# Pd from electronics



## Geo (Feb 4, 2020)

Small amount of SMD components from high grade electronics. I tried to purify palladium some years back and learned my lesson after the beaker exploded in the fume hood. Now, I cement, redissolve, drop Pd salt with ammonium chloride and trichlor powder. Redissolve the salt in a small amount of HCl and distilled water and cement on aluminum foil. I achieve 70% Pd on average. XRF showed a lot of mixed metals as could be expected. The largest contaminant was gold. I use ferrous sulfate on Pd solution that also contain gold so this was somewhat of a shock. I have a lot of material to process. Time to tighten up on the process.


----------



## Geo (Feb 4, 2020)




----------



## snoman701 (Feb 4, 2020)

Is the assay accurate? That’s a high cash rate on 3 g of pd. 

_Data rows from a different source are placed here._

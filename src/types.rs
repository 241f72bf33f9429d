//! Core types shared by the store and the transaction loggers.

use crate::error::{KvsError, Result};
use serde::{Deserialize, Serialize};
use std::fmt;

/// Position of an event in a transaction log.
#[derive(Clone, Copy, PartialEq, Eq, PartialOrd, Ord, Hash, Serialize, Deserialize, Default)]
pub struct Sequence(pub u64);

impl fmt::Debug for Sequence {
    fn fmt(&self, f: &mut fmt::Formatter<'_>) -> fmt::Result {
        write!(f, "Seq({})", self.0)
    }
}

impl fmt::Display for Sequence {
    fn fmt(&self, f: &mut fmt::Formatter<'_>) -> fmt::Result {
        write!(f, "{}", self.0)
    }
}

impl Sequence {
    /// The following sequence, or `None` once the counter is exhausted.
    pub fn checked_next(self) -> Option<Self> {
        self.0.checked_add(1).map(Sequence)
    }
}

/// The mutation recorded by an event.
///
/// The numeric codes are part of the on-disk and relational formats.
#[derive(Clone, Copy, Debug, PartialEq, Eq, Hash, Serialize, Deserialize)]
#[repr(u8)]
pub enum EventType {
    Delete = 1,
    Put = 2,
}

impl EventType {
    pub fn code(self) -> u8 {
        self as u8
    }
}

impl TryFrom<u8> for EventType {
    type Error = u8;

    fn try_from(code: u8) -> std::result::Result<Self, u8> {
        match code {
            1 => Ok(EventType::Delete),
            2 => Ok(EventType::Put),
            other => Err(other),
        }
    }
}

impl fmt::Display for EventType {
    fn fmt(&self, f: &mut fmt::Formatter<'_>) -> fmt::Result {
        match self {
            EventType::Delete => write!(f, "DELETE"),
            EventType::Put => write!(f, "PUT"),
        }
    }
}

/// One entry in the transaction log.
#[derive(Clone, Debug, PartialEq, Eq, Serialize, Deserialize)]
pub struct Event {
    /// Assigned by the logger when the event is persisted.
    pub sequence: Sequence,
    pub event_type: EventType,
    /// The key affected by this transaction.
    pub key: String,
    /// The value of a PUT; empty for a DELETE.
    pub value: String,
}

impl Event {
    pub fn put(sequence: Sequence, key: impl Into<String>, value: impl Into<String>) -> Self {
        Self {
            sequence,
            event_type: EventType::Put,
            key: key.into(),
            value: value.into(),
        }
    }

    pub fn delete(sequence: Sequence, key: impl Into<String>) -> Self {
        Self {
            sequence,
            event_type: EventType::Delete,
            key: key.into(),
            value: String::new(),
        }
    }
}

/// A mutation waiting in the intake queue; it has no sequence yet.
#[derive(Clone, Debug, PartialEq, Eq)]
pub struct PendingEvent {
    pub event_type: EventType,
    pub key: String,
    pub value: String,
}

impl PendingEvent {
    /// Build a pending event, rejecting empty keys.
    pub fn new(event_type: EventType, key: &str, value: &str) -> Result<Self> {
        validate_key(key)?;
        Ok(Self {
            event_type,
            key: key.to_string(),
            value: match event_type {
                EventType::Put => value.to_string(),
                EventType::Delete => String::new(),
            },
        })
    }

    pub fn into_event(self, sequence: Sequence) -> Event {
        Event {
            sequence,
            event_type: self.event_type,
            key: self.key,
            value: self.value,
        }
    }
}

/// Keys must be non-empty for both event kinds.
pub fn validate_key(key: &str) -> Result<()> {
    if key.is_empty() {
        return Err(KvsError::InvalidEvent("key must not be empty".into()));
    }
    Ok(())
}

/// Lifecycle of a transaction logger.
#[derive(Clone, Copy, Debug, PartialEq, Eq)]
pub enum LoggerState {
    /// Constructed; replay is allowed, writes are not.
    Idle,
    /// The persistence worker is accepting events.
    Running,
    /// Shut down, or the worker stopped after a write failure.
    Stopped,
}

#[cfg(test)]
mod tests {
    use super::*;

    #[test]
    fn test_sequence_exhaustion() {
        assert_eq!(Sequence(41).checked_next(), Some(Sequence(42)));
        assert_eq!(Sequence(u64::MAX).checked_next(), None);
    }

    #[test]
    fn test_event_type_codes() {
        assert_eq!(EventType::Delete.code(), 1);
        assert_eq!(EventType::Put.code(), 2);
        assert_eq!(EventType::try_from(2), Ok(EventType::Put));
        assert_eq!(EventType::try_from(0), Err(0));
        assert_eq!(EventType::try_from(3), Err(3));
    }

    #[test]
    fn test_pending_delete_drops_value() {
        let pending = PendingEvent::new(EventType::Delete, "k", "ignored").unwrap();
        assert!(pending.value.is_empty());

        let event = pending.into_event(Sequence(4));
        assert_eq!(event, Event::delete(Sequence(4), "k"));
    }

    #[test]
    fn test_empty_key_rejected() {
        let result = PendingEvent::new(EventType::Put, "", "v");
        assert!(matches!(result, Err(KvsError::InvalidEvent(_))));
    }
}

Sent from my iPhone using Tapatalk


----------



## Geo (Feb 4, 2020)

$167.45 was the payout. The beginning balance was from another lot. All of the invoices runs in sequence but a running total is kept in the "beginning balance".


----------



## snoman701 (Feb 4, 2020)

No...I’m saying 90% accountability is high


Sent from my iPhone using Tapatalk


----------



## Lou (Feb 4, 2020)

Yes, after all their costs probably only making a couple percent on you. Good work Geo...clearly you've built good relationship with those guys.


----------



## Geo (Feb 4, 2020)

Thank you Lou. Yes, my work is considered some of the best they have seen outside a professional refinery. When they have clients with amounts too small for them to accept or if the percentage is too low on assay, they recommend my services. I've done quite a bit of work through them.


----------



## samuel-a (Mar 24, 2020)

Nice work Geo.


----------